> What you need to do:
Check every line below for the word "SetExceptionBreakpointsArguments" and copy the ones that have it.

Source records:
▬▬▬▬▬▬▬▬▬▬
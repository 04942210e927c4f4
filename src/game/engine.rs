use tracing::{debug, trace};

use super::{
    action::Action,
    config::GameConfig,
    food::FoodPlacer,
    grid::Grid,
    rng::Rng,
    state::{GameState, Snake},
};

/// Information about a step
#[derive(Debug, Clone, Copy, PartialEq, Eq, Default)]
pub struct StepInfo {
    /// Whether the head landed on the food this step
    pub ate_food: bool,
    /// Whether the snake actually got longer; false at the growth ceiling
    pub grew: bool,
}

/// The game engine that handles all game logic
pub struct GameEngine {
    grid: Grid,
    food_placer: FoodPlacer,
}

impl GameEngine {
    /// Create a new game engine with the given configuration
    pub fn new(config: &GameConfig, rng: Rng) -> Self {
        Self {
            grid: config.grid(),
            food_placer: FoodPlacer::new(rng),
        }
    }

    pub fn grid(&self) -> &Grid {
        &self.grid
    }

    /// Fresh snake and first food cell
    pub fn reset(&mut self) -> GameState {
        let snake = Snake::new(&self.grid);
        let food = self.food_placer.place_random(&self.grid);
        debug!(x = food.x, y = food.y, "food placed");

        GameState::new(snake, food)
    }

    /// Latch the direction carried by `action`, if any
    pub fn apply(&self, state: &mut GameState, action: Action) {
        if let Action::Move(direction) = action {
            state.snake.set_direction(direction);
        }
    }

    /// Move the snake one cell
    pub fn advance(&self, state: &mut GameState) {
        state.snake.advance(&self.grid);
        state.steps += 1;

        let head = state.snake.head();
        trace!(step = state.steps, x = head.x, y = head.y, "advanced");
    }

    /// Grow and re-place the food when the head sits on it
    pub fn check_and_resolve(&mut self, state: &mut GameState) -> StepInfo {
        if state.snake.head() != state.food {
            return StepInfo::default();
        }

        state.foods_eaten += 1;
        let grew = state.snake.grow();
        if !grew {
            debug!(length = state.snake.len(), "growth ceiling reached");
        }

        state.food = self.food_placer.place_random(&self.grid);
        debug!(
            length = state.snake.len(),
            x = state.food.x,
            y = state.food.y,
            "food eaten"
        );

        StepInfo {
            ate_food: true,
            grew,
        }
    }

    /// One movement tick: advance, then resolve food
    pub fn step(&mut self, state: &mut GameState) -> StepInfo {
        self.advance(state);
        self.check_and_resolve(state)
    }
}
use ratatui::{
    Frame,
    layout::{Alignment, Constraint, Direction, Layout},
    style::{Color, Modifier, Style},
    text::{Line, Span},
    widgets::{Block, BorderType, Borders, Paragraph},
};

use crate::game::{Grid, GridMapper};
use crate::platform::Video;

/// Which part of sprite pixel space is drawn, and at what cell size
#[derive(Debug, Clone, Copy, PartialEq, Eq)]
pub struct Viewport {
    pub grid: Grid,
    pub mapper: GridMapper,
}

const TILE_COLORS: [Color; 4] = [Color::Green, Color::Red, Color::Yellow, Color::Cyan];

pub struct Renderer;

impl Renderer {
    pub fn new() -> Self {
        Self
    }

    /// Tile id shown in each cell, row-major. Lower slots win overlaps.
    pub fn compose(&self, video: &Video, viewport: &Viewport) -> Vec<Vec<Option<u8>>> {
        let width = viewport.grid.width as usize;
        let mut cells = vec![vec![None; width]; viewport.grid.height as usize];

        if !video.is_showing_sprites() {
            return cells;
        }

        for (_, sprite) in video.sprites.iter().rev() {
            if !video.tiles.is_visible(sprite.tile) {
                continue;
            }
            let Some((gx, gy)) = viewport.mapper.to_grid_position(sprite.x, sprite.y) else {
                continue;
            };
            if let Some(cell) = cells
                .get_mut(gy as usize)
                .and_then(|row| row.get_mut(gx as usize))
            {
                *cell = Some(sprite.tile);
            }
        }

        cells
    }

    pub fn render(&self, frame: &mut Frame, video: &Video, viewport: &Viewport, frames: u64) {
        let chunks = Layout::default()
            .direction(Direction::Vertical)
            .constraints([
                Constraint::Length(1), // Header
                Constraint::Min(0),    // Screen
                Constraint::Length(1), // Footer
            ])
            .split(frame.area());

        let cells = self.compose(video, viewport);
        let visible = cells.iter().flatten().filter(|cell| cell.is_some()).count();
        frame.render_widget(self.render_stats(visible, frames), chunks[0]);

        if video.display_enabled {
            frame.render_widget(self.render_screen(cells), chunks[1]);
        } else {
            frame.render_widget(self.render_display_off(), chunks[1]);
        }

        frame.render_widget(self.render_controls(), chunks[2]);
    }

    fn render_screen(&self, cells: Vec<Vec<Option<u8>>>) -> Paragraph<'_> {
        let lines: Vec<Line> = cells
            .into_iter()
            .map(|row| {
                let spans: Vec<Span> = row
                    .into_iter()
                    .map(|cell| match cell {
                        Some(tile) => Span::styled(
                            "██",
                            Style::default().fg(TILE_COLORS[tile as usize % TILE_COLORS.len()]),
                        ),
                        None => Span::styled(". ", Style::default().fg(Color::DarkGray)),
                    })
                    .collect();
                Line::from(spans)
            })
            .collect();

        Paragraph::new(lines)
            .block(
                Block::default()
                    .borders(Borders::ALL)
                    .border_type(BorderType::Double)
                    .border_style(Style::default().fg(Color::White))
                    .title(" Snake "),
            )
            .alignment(Alignment::Center)
    }

    fn render_stats(&self, visible: usize, frames: u64) -> Paragraph<'_> {
        let text = Line::from(vec![
            Span::styled("Frame: ", Style::default().fg(Color::Yellow)),
            Span::styled(
                frames.to_string(),
                Style::default()
                    .fg(Color::White)
                    .add_modifier(Modifier::BOLD),
            ),
            Span::raw("    "),
            Span::styled("Sprites: ", Style::default().fg(Color::Yellow)),
            Span::styled(visible.to_string(), Style::default().fg(Color::White)),
        ]);

        Paragraph::new(text).alignment(Alignment::Center)
    }

    fn render_display_off(&self) -> Paragraph<'_> {
        Paragraph::new(Line::from(Span::styled(
            "display off",
            Style::default().fg(Color::DarkGray),
        )))
        .alignment(Alignment::Center)
    }

    fn render_controls(&self) -> Paragraph<'_> {
        let text = Line::from(vec![
            Span::styled("↑↓←→", Style::default().fg(Color::Cyan)),
            Span::raw(" or "),
            Span::styled("WASD", Style::default().fg(Color::Cyan)),
            Span::raw(" to steer | "),
            Span::styled("Q", Style::default().fg(Color::Red)),
            Span::raw(" to quit"),
        ]);

        Paragraph::new(text).alignment(Alignment::Center)
    }
}

impl Default for Renderer {
    fn default() -> Self {
        Self::new()
    }
}
//! Collaborator traits.
//!
//! The multiplexer never speaks a wire protocol itself. Everything it needs
//! from the runtime, the source-map graph and the IDE goes through these
//! seams, which the embedding adapter implements.

use crate::error::Result;
use crate::id::{BreakpointId, ConnectionId, ScriptId, SourceReference};
use crate::protocol::{
    Breakpoint, InitializeArguments, Position, SetBreakpointsArguments,
    SetExceptionBreakpointsArguments, StartDebuggingArguments,
};
use crate::source::{AuthoredSource, Source};
use async_trait::async_trait;
use std::sync::Arc;

/// The remote-inspection side of one target.
#[async_trait]
pub trait RemoteInspector: Send + Sync {
    /// Replace the target-wide list of blackboxed URL regexes.
    async fn set_blackbox_patterns(&self, patterns: Vec<String>) -> Result<()>;

    /// Replace the blackboxed ranges of one script.
    ///
    /// `positions` alternate start/end and are zero-based.
    async fn set_blackboxed_ranges(&self, script: &ScriptId, positions: Vec<Position>) -> Result<()>;

    /// Evaluate an expression in the target and return its JSON value.
    async fn evaluate(&self, expression: &str) -> Result<serde_json::Value>;
}

/// Lookup over loaded sources and their source maps.
///
/// Implementations are in-memory indexes; calls never suspend.
pub trait SourceGraph: Send + Sync {
    fn source_by_reference(&self, reference: SourceReference) -> Option<Source>;

    fn source_by_url(&self, url: &str) -> Option<Source>;

    /// Authored sources of `compiled`, in source-map declaration order.
    fn authored_sources_of(&self, compiled: &Source) -> Vec<AuthoredSource>;

    /// Compiled sources whose source maps reference `authored`.
    fn compiled_sources_of(&self, authored: &Source) -> Vec<Source>;

    /// Runtime scripts backing `source`.
    fn scripts_of(&self, source: &Source) -> Vec<ScriptId>;

    /// Map a position in `authored` to the generated position in `compiled`.
    fn map_to_compiled_location(
        &self,
        authored: &Source,
        compiled: &Source,
        position: Position,
    ) -> Option<Position>;
}

/// One DAP connection to the IDE.
#[async_trait]
pub trait IdeConnection: Send + Sync {
    fn id(&self) -> ConnectionId;

    /// Ask the IDE to open a nested session. The answer arrives as a new
    /// inbound connection, not as a response.
    async fn start_nested_session(&self, args: StartDebuggingArguments) -> Result<()>;
}

/// Shared handle to an IDE connection.
pub type ConnectionHandle = Arc<dyn IdeConnection>;

/// The per-target adapter a matched session is handed to.
#[async_trait]
pub trait DebugAdapter: Send + Sync {
    async fn set_exception_breakpoints(&self, args: SetExceptionBreakpointsArguments) -> Result<()>;

    /// Apply breakpoints, keeping the ids the IDE already knows them by.
    async fn set_breakpoints(
        &self,
        args: SetBreakpointsArguments,
        ids: Vec<BreakpointId>,
    ) -> Result<Vec<Breakpoint>>;

    async fn enable_custom_breakpoints(&self, ids: Vec<String>) -> Result<()>;

    async fn configuration_done(&self) -> Result<()>;

    async fn initialize(&self, args: InitializeArguments) -> Result<()>;

    /// Resolves once the target may be resumed.
    async fn launch_blocker(&self) -> Result<()>;
}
▬▬▬▬▬▬▬▬▬▬
> Exercise output:
    SetExceptionBreakpointsArguments, StartDebuggingArguments,
    async fn set_exception_breakpoints(&self, args: SetExceptionBreakpointsArguments) -> Result<()>;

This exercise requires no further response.